Q&A with Karen Foxlee
Can you tell us about Lenny Spink, and how she made her way from your imagination and onto the page?
Lenny Spink is the narrator of my story. She lives with her brother in an apartment overlooking a Greyhound bus station, and at night, in the bedroom they share, they like to stay up to watch the arrivals and departures. Lenny misses her dad, who left and never came back, and is fiercely protective of her brother, who can’t stop growing. She has to help her mother a lot as she works two jobs. Lenny is loyal, brave, sometimes fiery, but she’s also got lots of worries and concerns. Life isn’t easy in the Spink household. The thing I love about Lenny most is her tremendous sense of wonder. She’s so open to everything she reads in the Burrell’s Build-It-at-Home Encyclopedia that arrives weekly, issue by issue, to their mailbox. In particular, she loves beetles and has plans to become a coleopterist when she grows up, and discover new species.
Lenny was quite a surprise (and a real gift) from my imagination. I only had a vague collection of ideas for this story: a boy who keeps growing, a single mother, and an encyclopedia set. But whenever I attempted to put it down on the page … I got nowhere. After putting the project away for several years, it began calling me again while I was editing A Most Magical Girl. When I finally sat down to write this time, Lenny was there, waiting. The first words I wrote were in her voice – Our mother had a dark heart feeling. It was as big as the sky kept inside a thimble. That’s how dark heart feelings are. They have great volume but they can hide in small places. You can swallow them with a blink and carry them inside you so no one would know. I knew straight away that everything was going to be ok. Lenny was going to tell this story.
What is gigantism, and how does it affect Lenny’s brother, Davey?
In medical terms, gigantism is a rare condition that causes abnormal growth. Davey starts growing around his fifth birthday. He grows in stature rapidly until, by the time he is seven, he is man-sized. His growing also has a detrimental effect upon his health. There are many kinds of conditions that can lead to abnormal growth in children. I based Davey’s condition on pituitary gigantism, which is usually caused by a tumour on the tiny pituitary gland in the brain and results in the overproduction of growth hormone. I used considerable artistic license, however, in making Davey’s condition a one-of-a-kind condition that baffled doctors in the early seventies.
Lenny’s Book of Everything is set in the 1970s. What were the biggest differences for kids growing up in that time, compared to now?
That’s a great question and one I’ve thought about so much while I was writing Lenny’s Book of Everything. It sounds like a cliché, but I think life was simpler. There was much less choice than today. By that I mean choice about what to do, what to watch, what to buy. Choice was my Dad coming home with the Cadbury family block of chocolate on a Saturday night after he’d been at the pub, and everyone deciding which flavour they’d like and then turning on the television and deciding between the two available channels! Perhaps more importantly though, the world was unclouded by small screens. Most people had a television, the centre of the home, a telephone on the wall and a radio in the kitchen. But that was it! If I wanted to research something for one of the ‘novels’ I was writing, my mum would drive me to the library and tell me she’d pick me up in two hours. I’d search through the card catalogue drawers for what I needed. And then when I got bored, I’d just wander about, touching books, opening them up, imagining things.
Were build-it-at-home encyclopedias a real thing?
I don’t know if they were. I couldn’t find a real example. But I know that there were a few different reference sets you could buy issue by issue at the newsagency when I was growing up, so I kind of extrapolated from that. I loved writing about the encyclopedia in Lenny’s Book of Everything and love the idea of the home delivery of knowledge to Lenny and Davey’s household. Those kids go everywhere through those pages. I also enjoyed writing about the wonderful relationship that develops between Martha Brent, the Sales Manager at Burrell’s Headquarters, and Cindy Spink.

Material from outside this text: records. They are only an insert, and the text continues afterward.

//! Liquidity tournament votes and rewards.

use std::collections::BTreeMap;
use tracing::debug;

use crate::chain::{Action, AddressIndex, AssetId, Transaction, TransactionId, Value};
use crate::storage::ViewStore;
use crate::sync::SyncError;
use crate::view::{CommitmentSource, LqtVoteRecord, SpendableNoteRecord};

/// Sum a transaction's votes per (incentivized asset, delegation asset).
///
/// Votes are only summed within one transaction, never across.
pub(crate) fn aggregate_votes(
	transaction: &Transaction,
	transaction_id: TransactionId,
	epoch_index: u64,
	subaccount: Option<AddressIndex>,
) -> Vec<LqtVoteRecord> {
	let mut totals: BTreeMap<(AssetId, AssetId), u128> = BTreeMap::new();
	for action in &transaction.actions {
		if let Action::LiquidityTournamentVote {
			incentivized,
			value,
			..
		} = action
		{
			*totals.entry((*incentivized, value.asset_id)).or_default() += value.amount;
		}
	}

	totals
		.into_iter()
		.map(|((incentivized_asset, delegation_asset), amount)| LqtVoteRecord {
			incentivized_asset,
			epoch_index,
			transaction_id,
			vote_value: Value {
				amount,
				asset_id: delegation_asset,
			},
			reward_amount: None,
			subaccount,
		})
		.collect()
}

/// Write each tournament reward note's amount onto the epoch's vote rows
/// that voted with the rewarded asset from the same subaccount.
///
/// The full amount goes to every matching row. Returns the number of rows
/// updated.
pub(crate) async fn backfill_rewards(
	store: &dyn ViewStore,
	notes: &[SpendableNoteRecord],
	epoch_index: u64,
) -> Result<usize, SyncError> {
	let mut updated = 0;
	for note in notes {
		if !matches!(note.source, CommitmentSource::LiquidityTournamentReward { .. }) {
			continue;
		}
		let votes = store
			.lqt_votes(epoch_index, Some(note.address_index))
			.await?;
		for vote in votes
			.iter()
			.filter(|vote| vote.vote_value.asset_id == note.note.value.asset_id)
		{
			store
				.update_lqt_reward(&vote.key(), note.note.value.amount)
				.await?;
			updated += 1;
		}
	}
	if updated > 0 {
		debug!("Backfilled {} tournament rewards in epoch {}", updated, epoch_index);
	}
	Ok(updated)
}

Encyclopedias hold a wealth of knowledge about the world (and obviously would have been particularly valuable pre-internet), but as far as reading material goes, some might consider them a little dry. What is it Lenny and Davey find so fascinating about the entries?
I think they love the sheer diversity of what they are reading about and the novelty of having that knowledge delivered to them. It’s like the whole world is slowly, week by week, moving into their little living room on Second Street. Right from the start, they are fascinated by what the As contain, from the abominable snowman to amoeba, and they start to think ahead to what the other volumes might hold. But they aren’t always happy with what they read. Sometimes they are bored. Sometimes disappointed. Sometimes they feel the entries lack detail. They have definite favourites and entries they return to again and again―birds and beetles in particular.